03 septembre 2005

A cause d'un garçon

Semaine du coming-outC'est bientôt la rentrée universitaire, des néo-pédérennais vont investir les rues Saint-Malo et Vasselot, et augmenter l'offre et la demande de plans cul et de princes charmants en tous genres. Les célibataires de la saison 2004-2005 trouveront peut-être quelqu'un à présenter à leur maman. Sauf si la sortie du placard n'a pas été faite, ou s'est mal passée. Le Monde de Katia, toujours plus proche de ses lecteurs, célèbre ainsi la Semaine du Coming-Out, à travers une série de petits articles mal écrits...

Pour commencer, Katia a bien envie de vous parler de son propre coming-out. Ca remonte à tellement longtemps, et elle était tellement jeune - 13 ans - qu'elle ne s'en souvient presque plus.
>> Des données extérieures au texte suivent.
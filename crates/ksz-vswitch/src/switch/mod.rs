//! Switch aggregate and its thread-safe handle.

mod state;
mod stats;
mod vswitch;

pub use state::SwitchState;
pub use stats::SwitchStats;
pub use vswitch::{CommitReport, VirtualSwitch};
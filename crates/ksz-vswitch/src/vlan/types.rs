//! VLAN table types.

use crate::types::PortMask;
use serde::Serialize;

/// One row of the static VLAN table.
#[derive(Debug, Clone, Copy, PartialEq, Eq, Default, Serialize)]
pub struct VlanTableEntry {
    pub vid: u16,
    /// Forwarding domain the VLAN belongs to.
    pub fid: u16,
    pub member: PortMask,
    pub valid: bool,
    pub dirty: bool,
}

impl VlanTableEntry {
    /// Contents as the chip sees them, ignoring the dirty flag.
    pub fn same_contents(&self, other: &VlanTableEntry) -> bool {
        VlanTableEntry {
            dirty: false,
            ..*self
        } == VlanTableEntry {
            dirty: false,
            ..*other
        }
    }
}
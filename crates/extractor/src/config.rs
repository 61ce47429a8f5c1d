use crate::error::{ExtractError, Result};
use serde::{Deserialize, Serialize};
use std::path::PathBuf;

/// Default template directory, relative to the working directory.
pub const DEFAULT_SOURCE_DIR: &str = "Templates";

/// Default artifact path. The file carries a JS assignment but keeps the
/// `.json` name the visualizer loads.
pub const DEFAULT_OUTPUT_PATH: &str = "templates.json";

/// Configuration for a template extraction run
#[derive(Debug, Clone, Serialize, Deserialize)]
pub struct ExtractorConfig {
    /// Directory scanned for template files (non-recursive)
    pub source_dir: PathBuf,

    /// Path the `const TEMPLATES = ...;` artifact is written to
    pub output_path: PathBuf,
}

impl Default for ExtractorConfig {
    fn default() -> Self {
        Self {
            source_dir: PathBuf::from(DEFAULT_SOURCE_DIR),
            output_path: PathBuf::from(DEFAULT_OUTPUT_PATH),
        }
    }
}

impl ExtractorConfig {
    /// Create config rooted at a specific template directory
    pub fn for_source(source_dir: impl Into<PathBuf>) -> Self {
        Self {
            source_dir: source_dir.into(),
            ..Default::default()
        }
    }

    /// Override the artifact path
    pub fn with_output(mut self, output_path: impl Into<PathBuf>) -> Self {
        self.output_path = output_path.into();
        self
    }

    /// Validate configuration
    pub fn validate(&self) -> Result<()> {
        if !self.source_dir.is_dir() {
            return Err(ExtractError::SourceDir {
                path: self.source_dir.clone(),
            });
        }
        Ok(())
    }
}
use std::path::PathBuf;
use thiserror::Error;

/// Result type for extractor operations
pub type Result<T> = std::result::Result<T, ExtractError>;

/// Errors that can occur while building or writing the template artifact
#[derive(Error, Debug)]
pub enum ExtractError {
    /// Source directory is missing or not a directory
    #[error("Invalid source directory: {}", path.display())]
    SourceDir { path: PathBuf },

    /// Failed to write the output artifact
    #[error("Failed to write {}: {source}", path.display())]
    WriteArtifact {
        path: PathBuf,
        #[source]
        source: std::io::Error,
    },

    /// JSON serialization error
    #[error("JSON error: {0}")]
    Json(#[from] serde_json::Error),
}
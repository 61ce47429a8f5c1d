use std::path::{Path, PathBuf};
use walkdir::WalkDir;

/// Leading character that excludes a directory entry from extraction.
const SKIP_PREFIX: char = '!';

/// Scanner for candidate template files in a source directory
pub struct TemplateScanner {
    root: PathBuf,
}

impl TemplateScanner {
    pub fn new(root: impl AsRef<Path>) -> Self {
        Self {
            root: root.as_ref().to_path_buf(),
        }
    }

    /// List candidate entries, non-recursive, in directory listing order.
    ///
    /// Entries whose name starts with `!` are skipped. Everything else is a
    /// candidate, subdirectories included; unreadable candidates fail later
    /// at the file boundary so one bad entry never aborts the scan.
    pub fn scan(&self) -> Vec<PathBuf> {
        let mut files = Vec::new();

        for result in WalkDir::new(&self.root).min_depth(1).max_depth(1) {
            match result {
                Ok(entry) => {
                    if Self::is_skipped(entry.path()) {
                        log::debug!("Skipping excluded entry {}", entry.path().display());
                        continue;
                    }
                    files.push(entry.into_path());
                }
                Err(e) => log::warn!("Failed to read entry: {e}"),
            }
        }

        log::info!(
            "Found {} template candidates in {}",
            files.len(),
            self.root.display()
        );
        files
    }

    fn is_skipped(path: &Path) -> bool {
        path.file_name()
            .and_then(|name| name.to_str())
            .is_some_and(|name| name.starts_with(SKIP_PREFIX))
    }
}
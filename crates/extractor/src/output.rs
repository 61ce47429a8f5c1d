use crate::error::{ExtractError, Result};
use crate::types::TemplateCollection;
use std::fs;
use std::path::Path;

/// Assignment header the visualizer expects when loading the artifact.
pub const OUTPUT_PREFIX: &str = "const TEMPLATES = ";
/// Statement terminator appended after the JSON object.
pub const OUTPUT_SUFFIX: &str = ";";

/// Render the collection as the `const TEMPLATES = {...};` artifact text,
/// with the JSON object 2-space indented.
pub fn render(collection: &TemplateCollection) -> Result<String> {
    let json = serde_json::to_string_pretty(&collection.to_json()?)?;
    Ok(format!("{OUTPUT_PREFIX}{json}{OUTPUT_SUFFIX}"))
}

/// Render and write the artifact, truncating any previous file.
pub fn write_artifact(path: &Path, collection: &TemplateCollection) -> Result<()> {
    let text = render(collection)?;
    fs::write(path, text).map_err(|source| ExtractError::WriteArtifact {
        path: path.to_path_buf(),
        source,
    })?;
    log::debug!("Wrote {} records to {}", collection.len(), path.display());
    Ok(())
}
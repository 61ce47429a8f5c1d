use anyhow::{Context as AnyhowContext, Result};
use clap::Parser;
use std::path::PathBuf;
use templight_extractor::{ExtractorConfig, TemplateExtractor, DEFAULT_OUTPUT_PATH, DEFAULT_SOURCE_DIR};

#[derive(Parser)]
#[command(name = "templight")]
#[command(about = "Extract welcome-light template data into a TEMPLATES artifact", long_about = None)]
#[command(version)]
struct Cli {
    /// Template directory to scan (non-recursive)
    #[arg(default_value = DEFAULT_SOURCE_DIR)]
    source_dir: PathBuf,

    /// Output artifact path
    #[arg(short, long, default_value = DEFAULT_OUTPUT_PATH)]
    output: PathBuf,

    /// Enable verbose logging
    #[arg(short, long)]
    verbose: bool,

    /// Quiet mode: log only warnings/errors (stdout is reserved for results)
    #[arg(long)]
    quiet: bool,
}

fn main() -> Result<()> {
    let cli = Cli::parse();

    let mut builder =
        env_logger::Builder::from_env(env_logger::Env::default().default_filter_or("info"));
    if cli.quiet {
        builder.filter_level(log::LevelFilter::Warn);
    } else if cli.verbose {
        builder.filter_level(log::LevelFilter::Debug);
    }
    builder.target(env_logger::Target::Stderr).init();

    let config = ExtractorConfig::for_source(&cli.source_dir).with_output(&cli.output);
    let report = TemplateExtractor::new(config).run().with_context(|| {
        format!(
            "Failed to extract templates from {}",
            cli.source_dir.display()
        )
    })?;

    for failure in &report.failures {
        println!("Error parsing {}: {}", failure.filename, failure.detail);
    }
    println!("Written to {}", cli.output.display());

    Ok(())
}
//! # Templight Extractor
//!
//! Turns a directory of plain-text welcome-light template files into a single
//! `const TEMPLATES = {...};` artifact consumed by the visualizer front end.
//!
//! ## Architecture
//!
//! ```text
//! Template directory
//!     │
//!     ├──> Scan (non-recursive, `!`-prefixed entries skipped)
//!     │
//!     ├──> Per-file line classifier
//!     │    ├─> Section markers (FLM2 Left [43] / FLM2 Right [44])
//!     │    ├─> Stage markers (Staging1_Data: / Staging2_Data:)
//!     │    └─> Data lines → one of four accumulators
//!     │
//!     ├──> Normalization (strip whitespace, split on commas, rejoin)
//!     │
//!     └──> TemplateCollection → const TEMPLATES = {...};
//! ```
//!
//! ## Example
//!
//! ```rust
//! use templight_extractor::{clean, TemplateParser};
//!
//! let template = "\
//! FLM2 Left [43]
//! Staging1_Data:
//! 1C,2F,
//! 00,4A
//! ";
//!
//! let raw = TemplateParser::new().parse(template);
//! assert_eq!(clean(&raw.left1), "1C, 2F, 00, 4A");
//! ```

mod config;
mod error;
mod extractor;
mod normalize;
mod output;
mod parser;
mod scanner;
mod types;

pub use config::{ExtractorConfig, DEFAULT_OUTPUT_PATH, DEFAULT_SOURCE_DIR};
pub use error::{ExtractError, Result};
pub use extractor::TemplateExtractor;
pub use normalize::clean;
pub use output::{render, write_artifact, OUTPUT_PREFIX, OUTPUT_SUFFIX};
pub use parser::{RawFields, Section, Stage, TemplateParser};
pub use scanner::TemplateScanner;
pub use types::{ExtractReport, FileFailure, TemplateCollection, TemplateRecord};
use crate::config::ExtractorConfig;
use crate::error::Result;
use crate::normalize::clean;
use crate::output;
use crate::parser::{RawFields, TemplateParser};
use crate::scanner::TemplateScanner;
use crate::types::{ExtractReport, FileFailure, TemplateRecord};
use std::fs;
use std::path::Path;

/// Drives one extraction run: scan, parse, normalize, write.
pub struct TemplateExtractor {
    config: ExtractorConfig,
}

impl TemplateExtractor {
    pub fn new(config: ExtractorConfig) -> Self {
        Self { config }
    }

    pub fn config(&self) -> &ExtractorConfig {
        &self.config
    }

    /// Build the template collection without touching the output path.
    ///
    /// Per-file read/decode failures are collected in the report and never
    /// abort the run; a failed entry contributes no record. Each file is
    /// opened, fully read, and closed before the next one is touched.
    pub fn extract(&self) -> Result<ExtractReport> {
        self.config.validate()?;

        let mut report = ExtractReport::default();
        for path in TemplateScanner::new(&self.config.source_dir).scan() {
            let filename = display_name(&path);
            match fs::read_to_string(&path) {
                Ok(content) => {
                    let raw = TemplateParser::new().parse(&content);
                    report.templates.insert(filename, normalized_record(&raw));
                }
                Err(e) => {
                    log::warn!("Error parsing {filename}: {e}");
                    report.failures.push(FileFailure {
                        filename,
                        detail: e.to_string(),
                    });
                }
            }
        }
        Ok(report)
    }

    /// Full run: extract, then write the artifact to the configured path.
    ///
    /// Unlike per-file failures, a failed artifact write is fatal.
    pub fn run(&self) -> Result<ExtractReport> {
        let report = self.extract()?;
        output::write_artifact(&self.config.output_path, &report.templates)?;
        Ok(report)
    }
}

fn normalized_record(raw: &RawFields) -> TemplateRecord {
    TemplateRecord {
        left1: clean(&raw.left1),
        left2: clean(&raw.left2),
        right1: clean(&raw.right1),
        right2: clean(&raw.right2),
    }
}

fn display_name(path: &Path) -> String {
    path.file_name()
        .map(|name| name.to_string_lossy().into_owned())
        .unwrap_or_else(|| path.display().to_string())
}
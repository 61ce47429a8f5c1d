use crate::error::Result;
use serde::{Deserialize, Serialize};
use serde_json::{Map, Value};

/// Normalized four-field result for one template file.
///
/// Each field is a comma-joined token list (or `""` when the file carried no
/// data for that section/stage pair).
#[derive(Clone, Debug, Default, PartialEq, Eq, Serialize, Deserialize)]
pub struct TemplateRecord {
    pub left1: String,
    pub left2: String,
    pub right1: String,
    pub right2: String,
}

/// Filename → record mapping, in directory listing order.
#[derive(Clone, Debug, Default, PartialEq)]
pub struct TemplateCollection {
    records: Vec<(String, TemplateRecord)>,
}

impl TemplateCollection {
    pub fn new() -> Self {
        Self::default()
    }

    pub fn insert(&mut self, filename: impl Into<String>, record: TemplateRecord) {
        self.records.push((filename.into(), record));
    }

    pub fn len(&self) -> usize {
        self.records.len()
    }

    pub fn is_empty(&self) -> bool {
        self.records.is_empty()
    }

    pub fn get(&self, filename: &str) -> Option<&TemplateRecord> {
        self.records
            .iter()
            .find(|(name, _)| name == filename)
            .map(|(_, record)| record)
    }

    pub fn iter(&self) -> impl Iterator<Item = (&str, &TemplateRecord)> {
        self.records
            .iter()
            .map(|(name, record)| (name.as_str(), record))
    }

    /// JSON object keyed by filename, keys in insertion order.
    pub fn to_json(&self) -> Result<Value> {
        let mut map = Map::with_capacity(self.records.len());
        for (name, record) in &self.records {
            map.insert(name.clone(), serde_json::to_value(record)?);
        }
        Ok(Value::Object(map))
    }
}

/// A directory entry that could not be read as UTF-8 text.
#[derive(Clone, Debug, PartialEq, Eq)]
pub struct FileFailure {
    pub filename: String,
    pub detail: String,
}

/// Outcome of one extraction run: the records that parsed, plus the entries
/// that failed at the file boundary and were skipped.
#[derive(Clone, Debug, Default)]
pub struct ExtractReport {
    pub templates: TemplateCollection,
    pub failures: Vec<FileFailure>,
}

#[cfg(test)]
mod tests {
    use super::*;
    use pretty_assertions::assert_eq;

    #[test]
    fn record_serializes_with_exactly_four_string_fields() {
        let record = TemplateRecord {
            left1: "1C, 2F".into(),
            ..Default::default()
        };
        let value = serde_json::to_value(&record).unwrap();
        let object = value.as_object().unwrap();
        assert_eq!(object.len(), 4);
        assert_eq!(object["left1"], "1C, 2F");
        assert_eq!(object["left2"], "");
        assert_eq!(object["right1"], "");
        assert_eq!(object["right2"], "");
    }

    #[test]
    fn collection_preserves_insertion_order() {
        let mut collection = TemplateCollection::new();
        collection.insert("b.txt", TemplateRecord::default());
        collection.insert("a.txt", TemplateRecord::default());

        let keys: Vec<&str> = collection.iter().map(|(name, _)| name).collect();
        assert_eq!(keys, vec!["b.txt", "a.txt"]);

        let json = collection.to_json().unwrap();
        let ordered: Vec<&String> = json.as_object().unwrap().keys().collect();
        assert_eq!(ordered, vec!["b.txt", "a.txt"]);
    }

    #[test]
    fn get_finds_records_by_filename() {
        let mut collection = TemplateCollection::new();
        collection.insert(
            "pulse.txt",
            TemplateRecord {
                right2: "FF".into(),
                ..Default::default()
            },
        );
        assert_eq!(collection.get("pulse.txt").unwrap().right2, "FF");
        assert!(collection.get("other.txt").is_none());
        assert_eq!(collection.len(), 1);
        assert!(!collection.is_empty());
    }
}
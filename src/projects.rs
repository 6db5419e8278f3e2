//! Project creation and settings.

use std::sync::Arc;

use async_trait::async_trait;
use serde::Deserialize;
use tracing::info;
use tracker_common::{
    ActivityEventDraft, ActivityType, Actor, ActorId, Project, ProjectKey, SiteId,
};

use crate::access::PermissionEvaluator;
use crate::activity::ActivityRecorder;
use crate::errors::{ProjectError, ValidationError};

/// A validated project ready to be stored.
#[derive(Debug, Clone, PartialEq, Eq)]
pub struct NewProject {
    pub site_id: SiteId,
    pub name: String,
    pub key: ProjectKey,
    pub is_private: bool,
}

/// Raw project creation input.
#[derive(Debug, Clone, Deserialize)]
pub struct CreateProject {
    pub site_id: SiteId,
    pub name: String,
    pub key: String,
    #[serde(default)]
    pub is_private: bool,
}

#[derive(Debug, Clone, Default, Deserialize)]
pub struct ProjectPatch {
    pub name: Option<String>,
    pub is_private: Option<bool>,
}

#[async_trait]
pub trait ProjectStore: Send + Sync {
    async fn key_exists(&self, site_id: SiteId, key: &ProjectKey) -> anyhow::Result<bool>;

    /// Store the project and seed its default columns. Returns the project
    /// with its assigned id.
    async fn create_project(
        &self,
        project: &NewProject,
        created_by: ActorId,
    ) -> anyhow::Result<Project>;

    async fn update_project(&self, project: &Project) -> anyhow::Result<()>;
}

/// Check a raw key: surrounding whitespace is ignored, everything else must
/// already be a valid key.
pub fn validate_project_key(raw: &str) -> Result<ProjectKey, ValidationError> {
    Ok(ProjectKey::parse(raw.trim())?)
}

pub struct ProjectService {
    store: Arc<dyn ProjectStore>,
    activity: ActivityRecorder,
    evaluator: PermissionEvaluator,
}

impl ProjectService {
    pub fn new(store: Arc<dyn ProjectStore>, activity: ActivityRecorder) -> Self {
        Self {
            store,
            activity,
            evaluator: PermissionEvaluator::new(),
        }
    }

    pub async fn create_project(
        &self,
        actor: &Actor,
        input: CreateProject,
    ) -> Result<Project, ProjectError> {
        if !self.evaluator.can_create_project(actor, input.site_id) {
            return Err(ProjectError::PermissionDenied {
                action: "create project",
            });
        }
        let name = clean_name(&input.name)?;
        let key = validate_project_key(&input.key)?;

        let exists = self
            .store
            .key_exists(input.site_id, &key)
            .await
            .map_err(|source| persistence("create_project", source))?;
        if exists {
            return Err(ValidationError::DuplicateProjectKey {
                key: key.to_string(),
                site_id: input.site_id,
            }
            .into());
        }

        let new = NewProject {
            site_id: input.site_id,
            name,
            key,
            is_private: input.is_private,
        };
        let project = self
            .store
            .create_project(&new, actor.id)
            .await
            .map_err(|source| persistence("create_project", source))?;

        info!(project_id = project.id, key = %project.key, "project created");
        self.activity.record(
            ActivityEventDraft::new(actor.id, ActivityType::ProjectCreated, project.id)
                .summary(format!("created project {} ({})", project.name, project.key)),
        );
        Ok(project)
    }

    pub async fn update_project(
        &self,
        actor: &Actor,
        project: &Project,
        patch: ProjectPatch,
    ) -> Result<Project, ProjectError> {
        if !self.evaluator.can_manage_project(actor, project) {
            return Err(ProjectError::PermissionDenied {
                action: "update project",
            });
        }
        let mut updated = project.clone();
        if let Some(name) = patch.name {
            updated.name = clean_name(&name)?;
        }
        if let Some(is_private) = patch.is_private {
            updated.is_private = is_private;
        }
        if updated == *project {
            return Ok(updated);
        }

        self.store
            .update_project(&updated)
            .await
            .map_err(|source| persistence("update_project", source))?;

        info!(project_id = updated.id, "project updated");
        self.activity.record(
            ActivityEventDraft::new(actor.id, ActivityType::ProjectUpdated, updated.id)
                .summary(format!("updated project {}", updated.name)),
        );
        Ok(updated)
    }
}

fn clean_name(name: &str) -> Result<String, ValidationError> {
    let name = name.trim();
    if name.is_empty() {
        return Err(ValidationError::EmptyProjectName);
    }
    Ok(name.to_string())
}

fn persistence(operation: &'static str, source: anyhow::Error) -> ProjectError {
    ProjectError::PersistenceFailure { operation, source }
}
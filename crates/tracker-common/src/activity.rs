use std::str::FromStr;

use chrono::{DateTime, Utc};
use serde::{Deserialize, Serialize};
use uuid::Uuid;

use crate::{ActorId, CommentId, IssueId, ProjectId};

#[derive(Debug, Clone, Copy, PartialEq, Eq, Hash, Serialize, Deserialize)]
#[serde(rename_all = "snake_case")]
pub enum ActivityType {
    ProjectCreated,
    ProjectUpdated,
    ColumnCreated,
    ColumnRenamed,
    ColumnDeleted,
    ColumnsReordered,
    IssueCreated,
    IssueUpdated,
    IssueReordered,
    IssueMoved,
    IssueDeleted,
    CommentAdded,
}

impl ActivityType {
    pub fn as_str(&self) -> &'static str {
        match self {
            Self::ProjectCreated => "project_created",
            Self::ProjectUpdated => "project_updated",
            Self::ColumnCreated => "column_created",
            Self::ColumnRenamed => "column_renamed",
            Self::ColumnDeleted => "column_deleted",
            Self::ColumnsReordered => "columns_reordered",
            Self::IssueCreated => "issue_created",
            Self::IssueUpdated => "issue_updated",
            Self::IssueReordered => "issue_reordered",
            Self::IssueMoved => "issue_moved",
            Self::IssueDeleted => "issue_deleted",
            Self::CommentAdded => "comment_added",
        }
    }

    fn default_summary(&self) -> &'static str {
        match self {
            Self::ProjectCreated => "created the project",
            Self::ProjectUpdated => "updated the project",
            Self::ColumnCreated => "added a column",
            Self::ColumnRenamed => "renamed a column",
            Self::ColumnDeleted => "removed a column",
            Self::ColumnsReordered => "reordered the columns",
            Self::IssueCreated => "created an issue",
            Self::IssueUpdated => "updated an issue",
            Self::IssueReordered => "reordered an issue",
            Self::IssueMoved => "moved an issue",
            Self::IssueDeleted => "deleted an issue",
            Self::CommentAdded => "commented on an issue",
        }
    }
}

impl std::fmt::Display for ActivityType {
    fn fmt(&self, f: &mut std::fmt::Formatter<'_>) -> std::fmt::Result {
        f.write_str(self.as_str())
    }
}

impl FromStr for ActivityType {
    type Err = String;

    fn from_str(s: &str) -> Result<Self, Self::Err> {
        match s {
            "project_created" => Ok(Self::ProjectCreated),
            "project_updated" => Ok(Self::ProjectUpdated),
            "column_created" => Ok(Self::ColumnCreated),
            "column_renamed" => Ok(Self::ColumnRenamed),
            "column_deleted" => Ok(Self::ColumnDeleted),
            "columns_reordered" => Ok(Self::ColumnsReordered),
            "issue_created" => Ok(Self::IssueCreated),
            "issue_updated" => Ok(Self::IssueUpdated),
            "issue_reordered" => Ok(Self::IssueReordered),
            "issue_moved" => Ok(Self::IssueMoved),
            "issue_deleted" => Ok(Self::IssueDeleted),
            "comment_added" => Ok(Self::CommentAdded),
            _ => Err(format!("Invalid activity type: {}", s)),
        }
    }
}

/// What a caller knows about an activity before it is normalized.
#[derive(Debug, Clone, PartialEq, Eq)]
pub struct ActivityEventDraft {
    pub actor_id: ActorId,
    pub kind: ActivityType,
    pub project_id: ProjectId,
    pub issue_id: Option<IssueId>,
    pub comment_id: Option<CommentId>,
    pub summary: Option<String>,
}

impl ActivityEventDraft {
    pub fn new(actor_id: ActorId, kind: ActivityType, project_id: ProjectId) -> Self {
        Self {
            actor_id,
            kind,
            project_id,
            issue_id: None,
            comment_id: None,
            summary: None,
        }
    }

    pub fn issue(mut self, issue_id: IssueId) -> Self {
        self.issue_id = Some(issue_id);
        self
    }

    pub fn comment(mut self, comment_id: CommentId) -> Self {
        self.comment_id = Some(comment_id);
        self
    }

    pub fn summary(mut self, summary: impl Into<String>) -> Self {
        self.summary = Some(summary.into());
        self
    }

    /// Assign an id and timestamp and fill in a summary when none was given.
    pub fn normalize(self, at: DateTime<Utc>) -> ActivityEvent {
        let summary = self
            .summary
            .map(|s| s.trim().to_string())
            .filter(|s| !s.is_empty())
            .unwrap_or_else(|| self.kind.default_summary().to_string());
        ActivityEvent {
            id: Uuid::new_v4(),
            actor_id: self.actor_id,
            kind: self.kind,
            project_id: self.project_id,
            issue_id: self.issue_id,
            comment_id: self.comment_id,
            summary,
            timestamp: at,
        }
    }
}

/// An immutable, append-only record of something that happened on a project.
#[derive(Debug, Clone, PartialEq, Eq, Serialize, Deserialize)]
pub struct ActivityEvent {
    pub id: Uuid,
    pub actor_id: ActorId,
    #[serde(rename = "type")]
    pub kind: ActivityType,
    pub project_id: ProjectId,
    pub issue_id: Option<IssueId>,
    pub comment_id: Option<CommentId>,
    pub summary: String,
    pub timestamp: DateTime<Utc>,
}
//! `tracker init`.

use std::path::Path;

use anyhow::{Context, Result};
use tracker::config::{CONFIG_FILE, DEFAULT_DATABASE, TRACKER_DIR, TrackerToml};
use tracker::store::TrackerDb;
use tracker_common::{ActorId, Role, SiteId};

pub fn cmd_init(
    project_dir: &Path,
    actor_id: Option<ActorId>,
    site_role: Option<Role>,
    site_id: SiteId,
) -> Result<()> {
    let tracker_dir = project_dir.join(TRACKER_DIR);
    std::fs::create_dir_all(&tracker_dir)
        .with_context(|| format!("Failed to create {}", tracker_dir.display()))?;

    let config_path = tracker_dir.join(CONFIG_FILE);
    if config_path.exists() {
        println!("Config already exists at {}", config_path.display());
    } else {
        let mut toml = TrackerToml::default();
        toml.identity.actor_id = actor_id;
        toml.identity.site_role = site_role;
        toml.identity.site_id = site_id;
        toml.save(&config_path)?;
        println!("Wrote {}", config_path.display());
    }

    let config = tracker::config::TrackerConfig::new(project_dir.to_path_buf())?;
    let db_path = config.database_path();
    TrackerDb::new(&db_path)?;
    if db_path == config.tracker_dir.join(DEFAULT_DATABASE) {
        println!("Initialized tracker in {}", tracker_dir.display());
    } else {
        println!("Initialized tracker database at {}", db_path.display());
    }
    Ok(())
}
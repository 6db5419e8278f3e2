//! `tracker project create|list`.

use std::path::PathBuf;
use std::sync::Arc;

use anyhow::Result;
use tracker::projects::{CreateProject, ProjectService};

use super::session::Session;
use crate::{Cli, ProjectCommands};

pub async fn cmd_project(cli: &Cli, project_dir: PathBuf, command: ProjectCommands) -> Result<()> {
    let session = Session::open(cli, project_dir).await?;

    match command {
        ProjectCommands::Create { key, name, private } => {
            let service = ProjectService::new(Arc::new(session.db.clone()), session.activity.clone());
            let project = service
                .create_project(
                    &session.actor,
                    CreateProject {
                        site_id: session.site_id,
                        name,
                        key,
                        is_private: private,
                    },
                )
                .await?;
            println!(
                "Created project {} ({}) with id {}",
                console::style(&project.key).bold(),
                project.name,
                project.id
            );
        }
        ProjectCommands::List => {
            let site_id = session.site_id;
            let projects = session.db.call(move |db| db.list_projects(site_id)).await?;
            if projects.is_empty() {
                println!("No projects in site {}", site_id);
            }
            for project in projects {
                let privacy = if project.is_private { " (private)" } else { "" };
                println!(
                    "{:<10} {}{}",
                    console::style(&project.key).bold(),
                    project.name,
                    console::style(privacy).dim()
                );
            }
        }
    }

    session.finish().await;
    Ok(())
}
C'était dans une petite ville très calme, qui n'a fait la une de la presse qu'à une seule reprise : quand un mec est resté une nuit entière le doigt coincé dans le distributeur de capotes sur le parking du supermarché ; c'était même passé au journal télé ! Dans cette ville, la mentalité était plutôt tendance gros ploucs pleins de fric mais sans culture, et tout ce qui était un peu original était pointé du doigt.

Très tôt, Katia a cherché à se singulariser. Plutôt que de jouer au foot avec les autres garçons, elle préférait jouer à l'élastique, ou à la corde à sauter. En sixième, elle a bien entendu cherché à se faire dispenser de sport pendant les deux premiers trimestres. Déjà, à 12 ans, elle avait une sacrée réputation. Les choses se sont accentuées en cinquième. A cause de sa prof de maths (qui s'appelait Régine Cochon, ça ne s'invente pas !), une grosse truie qui la prenait pour une p'tite merde, elle a été collée plusieurs fois, uniquement parce qu'elle lui répondait, à cette conne. Y avait de quoi : cette pouffiasse était raciste, elle se foutait de la gueule des Turcs qui étaient dans la classe. Mais l'insolence, c'était pas bien vu, et les autres élèves trouvaient toujours de quoi faire de Katia leur souffre-douleur. Voilà le tableau.

Quelques jours après la rentrée, elle a fait la connaissance de Franz, un petit nouveau. Il était beau, super gentil, très intelligent, blond, les yeux bleus, alors forcément, elle est tombée amoureuse très vite. Et comme Katia ne fait pas les choses à moitié, elle lui a envoyé une lettre d'amour. Le seul problème, c'est que Franz ne savait pas qu'un garçon pouvait tomber amoureux d'un autre garçon, donc il a cru à une blague, et a montré la lettre à tout le collège. Là, Katia s'est payé la méga tehon de sa vie, et tous les élèves étaient surexcités : c'était une grosse pédale, une tarlouze, tout le monde devait le savoir, tout le monde devait se foutre de sa gueule, tout le monde avait le droit de lui sortir les pires insultes, et de lui faire subir les pires humiliations. C'est à partir de ce jour que Katia a appris à manger toute seule au self, à se changer dans un vestiaire à part, à répondre à tous ceux qui lui font une remarque blessante, à se retrouver toute seule dans la cour pendant la récréation, et à ne pas compter sur le sens de la solidarité des autres personnes de son âge... et des adultes. Parce que les profs (excepté Mademoiselle Marie-Louise J, professeuse d'anglais), les surveillants, l'administration du collège, tout le monde trouvait ça marrant : on rigolait aux blagues homophobes, on disait à Katia que c'était de sa faute, qu'elle n'avait pas qu'à être amoureuse d'un garçon, et que c'était débile d'envoyer une lettre d'amour, et qu'elle faisait son intéressante, comme d'habitude.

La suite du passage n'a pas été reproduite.